* GOAL OF THE EXERCISE: Repeat every record exactly as written.

====== DATASET RECORDS

//! # Execution Seams
//!
//! The contracts between the pool state machine and whatever actually runs
//! the sandboxed program. The Wasm backing in [`crate::instance`] is one
//! implementation; tests drive the pool with scripted implementations.

use std::sync::Arc;
use std::time::Duration;

use crate::sink::Publication;

/// The per-instance result of processing one frame.
///
/// A trap is captured here and never escapes to the caller of the pool.
#[derive(Clone, Debug, PartialEq, Eq)]
pub enum Outcome {
    /// The ordered publications the instance produced for this frame.
    Value(Vec<Publication>),
    /// The instance trapped, with a human-readable cause.
    Trap(String),
}

impl Outcome {
    pub fn is_trap(&self) -> bool {
        matches!(self, Self::Trap(_))
    }
}

/// Counters exported by the sandboxed program itself.
#[derive(Clone, Debug, Default, PartialEq, Eq)]
pub struct GuestStats {
    pub frames_processed: u64,
    pub frames_invalid: u64,
    pub bytes_in: u64,
    pub bytes_out: u64,
    pub last_error: Option<String>,
}

#[derive(Debug, Clone)]
pub enum BuildError {
    /// The template itself failed to compile. Fatal, never retried.
    Compile(String),
    /// Instantiation failed, typically resource exhaustion. Retried by the
    /// recovery manager with backoff.
    Instantiate(String),
}

impl std::fmt::Display for BuildError {
    fn fmt(&self, f: &mut std::fmt::Formatter<'_>) -> std::fmt::Result {
        match self {
            Self::Compile(msg) => write!(f, "Compilation error: {}", msg),
            Self::Instantiate(msg) => write!(f, "Instantiation error: {}", msg),
        }
    }
}

impl std::error::Error for BuildError {}

pub type BuildResult<T> = std::result::Result<T, BuildError>;

/// One live, isolated execution context.
///
/// Implementations must serialize their own invocations: concurrent frames
/// hitting the same slot queue behind each other, while different slots stay
/// independent. A trap must leave no reusable partial state behind: the pool
/// discards the whole invoker on fault, never resumes it.
#[async_trait::async_trait]
pub trait Invoker: Send + Sync + 'static {
    /// Executes one processing cycle against `frame`.
    ///
    /// Never returns an error: a fault inside the sandbox is converted into
    /// `Outcome::Trap`.
    async fn invoke(&self, frame: &[u8]) -> Outcome;

    /// Polls the guest's own exported counters, if it exports any.
    async fn stats(&self) -> Option<GuestStats> {
        None
    }
}

/// Derives fresh invokers from the cached template.
#[async_trait::async_trait]
pub trait InstanceFactory: Send + Sync + 'static {
    /// Creates one fresh instance. Cheap relative to `refresh`.
    async fn build(&self) -> BuildResult<Arc<dyn Invoker>>;

    /// Recompiles or otherwise refreshes the shared template. Only called on
    /// an explicit reload, never per frame.
    async fn refresh(&self) -> BuildResult<()>;

    /// Compile duration of the current template, when known.
    fn compile_time(&self) -> Option<Duration> {
        None
    }
}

============

* EXPECTED OUTPUT:
//! # Execution Seams
//!
//! The contracts between the pool state machine and whatever actually runs
//! the sandboxed program. The Wasm backing in [`crate::instance`] is one
//! implementation; tests drive the pool with scripted implementations.

use std::sync::Arc;
use std::time::Duration;

use crate::sink::Publication;

/// The per-instance result of processing one frame.
///
/// A trap is captured here and never escapes to the caller of the pool.
#[derive(Clone, Debug, PartialEq, Eq)]
pub enum Outcome {
    /// The ordered publications the instance produced for this frame.
    Value(Vec<Publication>),
    /// The instance trapped, with a human-readable cause.
    Trap(String),
}

impl Outcome {
    pub fn is_trap(&self) -> bool {
        matches!(self, Self::Trap(_))
    }
}

/// Counters exported by the sandboxed program itself.
#[derive(Clone, Debug, Default, PartialEq, Eq)]
pub struct GuestStats {
    pub frames_processed: u64,
    pub frames_invalid: u64,
    pub bytes_in: u64,
    pub bytes_out: u64,
    pub last_error: Option<String>,
}

#[derive(Debug, Clone)]
pub enum BuildError {
    /// The template itself failed to compile. Fatal, never retried.
    Compile(String),
    /// Instantiation failed, typically resource exhaustion. Retried by the
    /// recovery manager with backoff.
    Instantiate(String),
}

impl std::fmt::Display for BuildError {
    fn fmt(&self, f: &mut std::fmt::Formatter<'_>) -> std::fmt::Result {
        match self {
            Self::Compile(msg) => write!(f, "Compilation error: {}", msg),
            Self::Instantiate(msg) => write!(f, "Instantiation error: {}", msg),
        }
    }
}

impl std::error::Error for BuildError {}

pub type BuildResult<T> = std::result::Result<T, BuildError>;

/// One live, isolated execution context.
///
/// Implementations must serialize their own invocations: concurrent frames
/// hitting the same slot queue behind each other, while different slots stay
/// independent. A trap must leave no reusable partial state behind: the pool
/// discards the whole invoker on fault, never resumes it.
#[async_trait::async_trait]
pub trait Invoker: Send + Sync + 'static {
    /// Executes one processing cycle against `frame`.
    ///
    /// Never returns an error: a fault inside the sandbox is converted into
    /// `Outcome::Trap`.
    async fn invoke(&self, frame: &[u8]) -> Outcome;

    /// Polls the guest's own exported counters, if it exports any.
    async fn stats(&self) -> Option<GuestStats> {
        None
    }
}

/// Derives fresh invokers from the cached template.
#[async_trait::async_trait]
pub trait InstanceFactory: Send + Sync + 'static {
    /// Creates one fresh instance. Cheap relative to `refresh`.
    async fn build(&self) -> BuildResult<Arc<dyn Invoker>>;

    /// Recompiles or otherwise refreshes the shared template. Only called on
    /// an explicit reload, never per frame.
    async fn refresh(&self) -> BuildResult<()>;

    /// Compile duration of the current template, when known.
    fn compile_time(&self) -> Option<Duration> {
        None
    }
}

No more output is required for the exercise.